To reduce the noise from hammer piling, hydrostatic or vibration piling is preferred in residential and commercial office areas. This reduces complaints of noise and also brings down dust pollution, but then adds the environmental impact of excessive vibration.

In marine construction, this vibration affects aquatic life, prompting the U.S., Europe and Australasia to bring in strict regulatory measures to protect the marine ecosystem. This has created a trend for manufacturers to introduce piling machines with lower vibrations.

Making use of technology to develop intelligent piling

Example of an intelligent control system

Manufacturers are leveraging technology to develop intelligent pile driving systems, to bring greater efficiencies in their machines. These innovations use advanced monitoring systems, Internet of Things (IoT), WiFi and remote access for control and reporting, and even GPSS systems for tracking. Some of the advanced applications include:

  • WiFI connectivity features that provide immediate data communication between the operator and equipment to make adjustments quickly
  • Advanced control systems and algorithms allow the operator to stay in control of piling, optimize the hammer energy and strike rate of the hammer in real time, to decrease energy consumption and increase efficiency of the machine
  • With immediate data feedback, vibration and sound levels can be monitored
  • Improved data and efficient reporting provide continuously monitoring of the piling process to detect any unstable movement and prevent equipment damages
  • Biofuels and oils are more usable options to provide cleaner combustion

Embracing new methods of piling

The Giken silent piler

Press-in piling

Press-in piling uses a static penetration method that doesn’t create the same noise and vibration issues as the dynamic penetration methods of hammering or vibratory piling. Press-in piling is an innovative method to install sheet piles that is environmentally friendly and safer than other methods.
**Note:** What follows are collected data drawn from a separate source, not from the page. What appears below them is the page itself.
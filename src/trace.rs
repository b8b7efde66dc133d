use std::time::Duration;

use opentelemetry::{
    global,
    trace::{SamplingDecision, SamplingResult, TraceContextExt, TraceState, TracerProvider as _},
    KeyValue,
};
use opentelemetry_otlp::{Protocol, WithExportConfig};
use opentelemetry_sdk::{
    metrics::{PeriodicReader, SdkMeterProvider},
    trace::{SdkTracerProvider, ShouldSample},
    Resource,
};
use tracing::Level;
use tracing_opentelemetry::{MetricsLayer, OpenTelemetryLayer};
use tracing_subscriber::{filter::LevelFilter, layer::SubscriberExt, util::SubscriberInitExt};

use crate::errors::{Result, VoiceTextError};

const SERVICE_NAME: &str = "voicetext-player";
const METRIC_EXPORT_INTERVAL: Duration = Duration::from_secs(5);

/// Spans emitted once per PCM chunk are not exported.
const DROPPED_SPANS: [&str; 1] = ["append_pcm"];

#[derive(Debug, Clone)]
struct FilterSampler;

impl ShouldSample for FilterSampler {
    fn should_sample(
        &self,
        parent_context: Option<&opentelemetry::Context>,
        _trace_id: opentelemetry::TraceId,
        name: &str,
        _span_kind: &opentelemetry::trace::SpanKind,
        _attributes: &[KeyValue],
        _links: &[opentelemetry::trace::Link],
    ) -> opentelemetry::trace::SamplingResult {
        let decision = if DROPPED_SPANS.contains(&name) {
            SamplingDecision::Drop
        } else {
            SamplingDecision::RecordAndSample
        };

        SamplingResult {
            decision,
            attributes: vec![],
            trace_state: match parent_context {
                Some(ctx) => ctx.span().span_context().trace_state().clone(),
                None => TraceState::default(),
            },
        }
    }
}

fn resource() -> Resource {
    Resource::builder().with_service_name(SERVICE_NAME).build()
}

/// OTLP/HTTP span and metric pipelines sharing one endpoint.
struct OtelProviders {
    tracer: SdkTracerProvider,
    meter: SdkMeterProvider,
}

impl OtelProviders {
    fn new(url: &str) -> Result<Self> {
        let span_exporter = opentelemetry_otlp::SpanExporter::builder()
            .with_http()
            .with_endpoint(url)
            .with_protocol(Protocol::HttpBinary)
            .build()
            .map_err(|e| VoiceTextError::config(format!("OTLP span exporter: {}", e)))?;

        let metric_exporter = opentelemetry_otlp::MetricExporter::builder()
            .with_http()
            .with_endpoint(url)
            .with_protocol(Protocol::HttpBinary)
            .build()
            .map_err(|e| VoiceTextError::config(format!("OTLP metric exporter: {}", e)))?;

        let tracer = SdkTracerProvider::builder()
            .with_sampler(FilterSampler)
            .with_resource(resource())
            .with_batch_exporter(span_exporter)
            .build();

        let meter = SdkMeterProvider::builder()
            .with_resource(resource())
            .with_reader(
                PeriodicReader::builder(metric_exporter)
                    .with_interval(METRIC_EXPORT_INTERVAL)
                    .build(),
            )
            .build();
        global::set_meter_provider(meter.clone());

        Ok(Self { tracer, meter })
    }
}

/// Install the global subscriber. Logs go to stderr; spans and metrics are
/// also exported over OTLP/HTTP when `otel_http_url` is set.
pub fn init_tracing_subscriber(otel_http_url: Option<&str>, level: Level) -> Result<OtelGuard> {
    let providers = otel_http_url.map(OtelProviders::new).transpose()?;

    tracing_subscriber::registry()
        .with(LevelFilter::from_level(level))
        .with(tracing_subscriber::fmt::layer().with_writer(std::io::stderr))
        .with(
            providers
                .as_ref()
                .map(|p| MetricsLayer::new(p.meter.clone())),
        )
        .with(
            providers
                .as_ref()
                .map(|p| OpenTelemetryLayer::new(p.tracer.tracer(SERVICE_NAME))),
        )
        .try_init()
        .map_err(|e| VoiceTextError::config(format!("Tracing subscriber: {}", e)))?;

    Ok(OtelGuard { providers })
}

/// Flushes and shuts down the OTLP pipelines when dropped.
pub struct OtelGuard {
    providers: Option<OtelProviders>,
}

impl Drop for OtelGuard {
    fn drop(&mut self) {
        let Some(providers) = self.providers.take() else {
            return;
        };
        if let Err(e) = providers.tracer.shutdown() {
            eprintln!("Failed to shut down tracer provider: {}", e);
        }
        if let Err(e) = providers.meter.shutdown() {
            eprintln!("Failed to shut down meter provider: {}", e);
        }
    }
}

#[cfg(test)]
mod tests {
    use opentelemetry::trace::SpanKind;

    use super::*;

    fn decision(name: &str) -> SamplingDecision {
        FilterSampler
            .should_sample(
                None,
                opentelemetry::TraceId::from(1u128),
                name,
                &SpanKind::Internal,
                &[],
                &[],
            )
            .decision
    }

    #[test]
    fn test_sampler_drops_chunk_spans() {
        assert_eq!(decision("append_pcm"), SamplingDecision::Drop);
        assert_eq!(decision("run"), SamplingDecision::RecordAndSample);
    }

    #[test]
    fn test_subscriber_installs_once() {
        let guard = init_tracing_subscriber(None, Level::DEBUG).unwrap();
        assert!(guard.providers.is_none());

        assert!(matches!(
            init_tracing_subscriber(None, Level::INFO),
            Err(VoiceTextError::Config(_))
        ));
    }
}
Press-in piling machines are compact and can operate in limited space. Sheet piles are installed using the reaction forces from fully installed piles to generate a static load and a press-in force instead of a dynamic force. This approach offers a noise and vibration free method of installing piling.
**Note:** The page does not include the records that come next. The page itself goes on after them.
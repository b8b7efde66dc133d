use base64::{engine::general_purpose::STANDARD, Engine as _};
use reqwest::{header, Client};

use crate::{
    errors::{Result, VoiceTextError},
    tts::settings::VoiceSettings,
};

/// A validated synthesis request: the Basic credential plus the form fields.
///
/// Example:
/// ```
/// # use voicetext_player::{tts::request::TtsRequest, VoiceSettings};
/// let mut settings = VoiceSettings::new();
/// settings.set_api_key("key");
/// settings.set_text("hello");
///
/// let request = TtsRequest::from_settings(&settings)?;
/// let http = request.build(&reqwest::Client::new(), "https://api.voicetext.jp/v1/tts")?;
/// assert_eq!(http.method(), reqwest::Method::POST);
/// # Ok::<(), voicetext_player::VoiceTextError>(())
/// ```
#[derive(Clone, PartialEq)]
pub struct TtsRequest {
    authorization: String,
    form: Vec<(&'static str, String)>,
}

impl std::fmt::Debug for TtsRequest {
    fn fmt(&self, f: &mut std::fmt::Formatter<'_>) -> std::fmt::Result {
        f.debug_struct("TtsRequest")
            .field("authorization", &"Basic <redacted>")
            .field("form", &self.form)
            .finish()
    }
}

impl TtsRequest {
    /// Fails without touching the network when the key or the text is empty.
    pub fn from_settings(settings: &VoiceSettings) -> Result<Self> {
        if settings.api_key().is_empty() {
            return Err(VoiceTextError::MissingCredential);
        }
        if settings.text().is_empty() {
            return Err(VoiceTextError::MissingText);
        }

        let mut form = vec![
            ("text", settings.text().to_string()),
            ("speaker", settings.speaker().as_str().to_string()),
        ];

        if settings.speaker().supports_emotion() {
            if let Some(emotion) = settings.emotion().api_value() {
                form.push(("emotion", emotion.to_string()));
                form.push(("emotion_level", settings.emotion_level().to_string()));
            }
        }

        form.push(("pitch", settings.pitch().to_string()));
        form.push(("speed", settings.speed().to_string()));
        form.push(("volume", settings.volume().to_string()));

        Ok(Self {
            authorization: format!("Basic {}", STANDARD.encode(settings.api_key())),
            form,
        })
    }

    pub fn form(&self) -> &[(&'static str, String)] {
        &self.form
    }

    pub fn field(&self, key: &str) -> Option<&str> {
        self.form
            .iter()
            .find(|(name, _)| *name == key)
            .map(|(_, value)| value.as_str())
    }

    /// POST with `Authorization: Basic` and a URL-encoded form body.
    pub fn build(&self, client: &Client, endpoint: &str) -> Result<reqwest::Request> {
        let request = client
            .post(endpoint)
            .header(header::AUTHORIZATION, &self.authorization)
            .form(&self.form)
            .build()?;
        Ok(request)
    }
}

#[cfg(test)]
mod tests {
    use super::*;
    use crate::tts::speaker::{Emotion, Speaker};

    fn settings(speaker: Speaker, emotion: Emotion) -> VoiceSettings {
        let mut settings = VoiceSettings::new();
        settings.set_api_key("key");
        settings.set_text("hello world");
        settings.set_speaker(speaker);
        settings.set_emotion(emotion);
        settings
    }

    #[test]
    fn test_missing_credential() {
        let mut settings = VoiceSettings::new();
        settings.set_text("hello");
        assert!(matches!(
            TtsRequest::from_settings(&settings),
            Err(VoiceTextError::MissingCredential)
        ));
    }

    #[test]
    fn test_missing_text() {
        let mut settings = VoiceSettings::new();
        settings.set_api_key("key");
        assert!(matches!(
            TtsRequest::from_settings(&settings),
            Err(VoiceTextError::MissingText)
        ));
    }

    #[test]
    fn test_show_never_sends_emotion() {
        for emotion in Emotion::ALL {
            let request = TtsRequest::from_settings(&settings(Speaker::Show, emotion)).unwrap();
            assert_eq!(request.field("emotion"), None);
            assert_eq!(request.field("emotion_level"), None);
        }
    }

    #[test]
    fn test_no_emotion_is_omitted() {
        for speaker in [Speaker::Haruka, Speaker::Hikari, Speaker::Takeru] {
            let request = TtsRequest::from_settings(&settings(speaker, Emotion::None)).unwrap();
            assert_eq!(request.field("emotion"), None);
            assert_eq!(request.field("emotion_level"), None);
        }
    }

    #[test]
    fn test_emotion_fields_in_order() {
        let mut settings = settings(Speaker::Haruka, Emotion::Sadness);
        settings.set_emotion_level(2);
        settings.set_pitch(150);
        settings.set_speed(80);
        settings.set_volume(60);
        let request = TtsRequest::from_settings(&settings).unwrap();

        let keys: Vec<_> = request.form().iter().map(|(key, _)| *key).collect();
        assert_eq!(
            keys,
            ["text", "speaker", "emotion", "emotion_level", "pitch", "speed", "volume"]
        );
        assert_eq!(request.field("speaker"), Some("haruka"));
        assert_eq!(request.field("emotion"), Some("sadness"));
        assert_eq!(request.field("emotion_level"), Some("2"));
        assert_eq!(request.field("pitch"), Some("150"));
        assert_eq!(request.field("speed"), Some("80"));
        assert_eq!(request.field("volume"), Some("60"));
    }

    #[test]
    fn test_build_http_request() {
        let request = TtsRequest::from_settings(&settings(Speaker::Show, Emotion::None)).unwrap();
        let http = request
            .build(&Client::new(), "https://api.voicetext.jp/v1/tts")
            .unwrap();

        assert_eq!(http.method(), reqwest::Method::POST);
        assert_eq!(http.url().as_str(), "https://api.voicetext.jp/v1/tts");
        assert_eq!(
            http.headers()[header::AUTHORIZATION].to_str().unwrap(),
            "Basic a2V5"
        );
        assert_eq!(
            http.headers()[header::CONTENT_TYPE].to_str().unwrap(),
            "application/x-www-form-urlencoded"
        );
        let body = http.body().and_then(|body| body.as_bytes()).unwrap();
        assert_eq!(
            std::str::from_utf8(body).unwrap(),
            "text=hello+world&speaker=show&pitch=100&speed=100&volume=100"
        );
    }

    #[test]
    fn test_debug_redacts_authorization() {
        let request = TtsRequest::from_settings(&settings(Speaker::Show, Emotion::None)).unwrap();
        assert!(!format!("{:?}", request).contains("a2V5"));
    }
}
Vacuum evacuation (zero trim) piling

A new vacuum excavation technique for piling reduces noise and provides a safe approach to piling. Traditional concrete piling has the issue that concrete is overpoured and the excess concrete must then be broken out. This has health and safety issues for the workers and there are frequent injuries, as well as taking unnecessary time and effort. The method, also called a ‘zero trim’ method, involves sucking out the excess concrete while it is still wet, using a vacuum extraction technique that has not previously been applied to construction in this way. Zero trim uses less concrete, and the extracted concrete is used elsewhere on site as fill, saving on costs and environmental impact.

Final thoughts

The global demand for more residential and infrastructure construction also creates the need for more piling, with the consequential impact on the environment. Governmental regulations and overall environmental and ecological concerns are pushing the need for machines that are more efficient and more environmentally friendly.

The challenge for construction companies is that piling machines are very durable and do not need to be replaced frequently, can be purchased second hand and used for an extended machine life. Do those companies continue using the same approaches, and perhaps to find small step improvements in those methods, such as the switch from diesel to hydraulic, and then to keep pushing up against environmental groups and local complaints.

Alternatively will construction companies make the investment choices to embrace intelligent piling technology, to provide more control, better usage and cost efficiencies and be more environmentally acceptable?  Or will they make the bigger change to embrace new piling methods, with new machines and piling structures?  These are choices ahead for manufacturers and construction companies alike.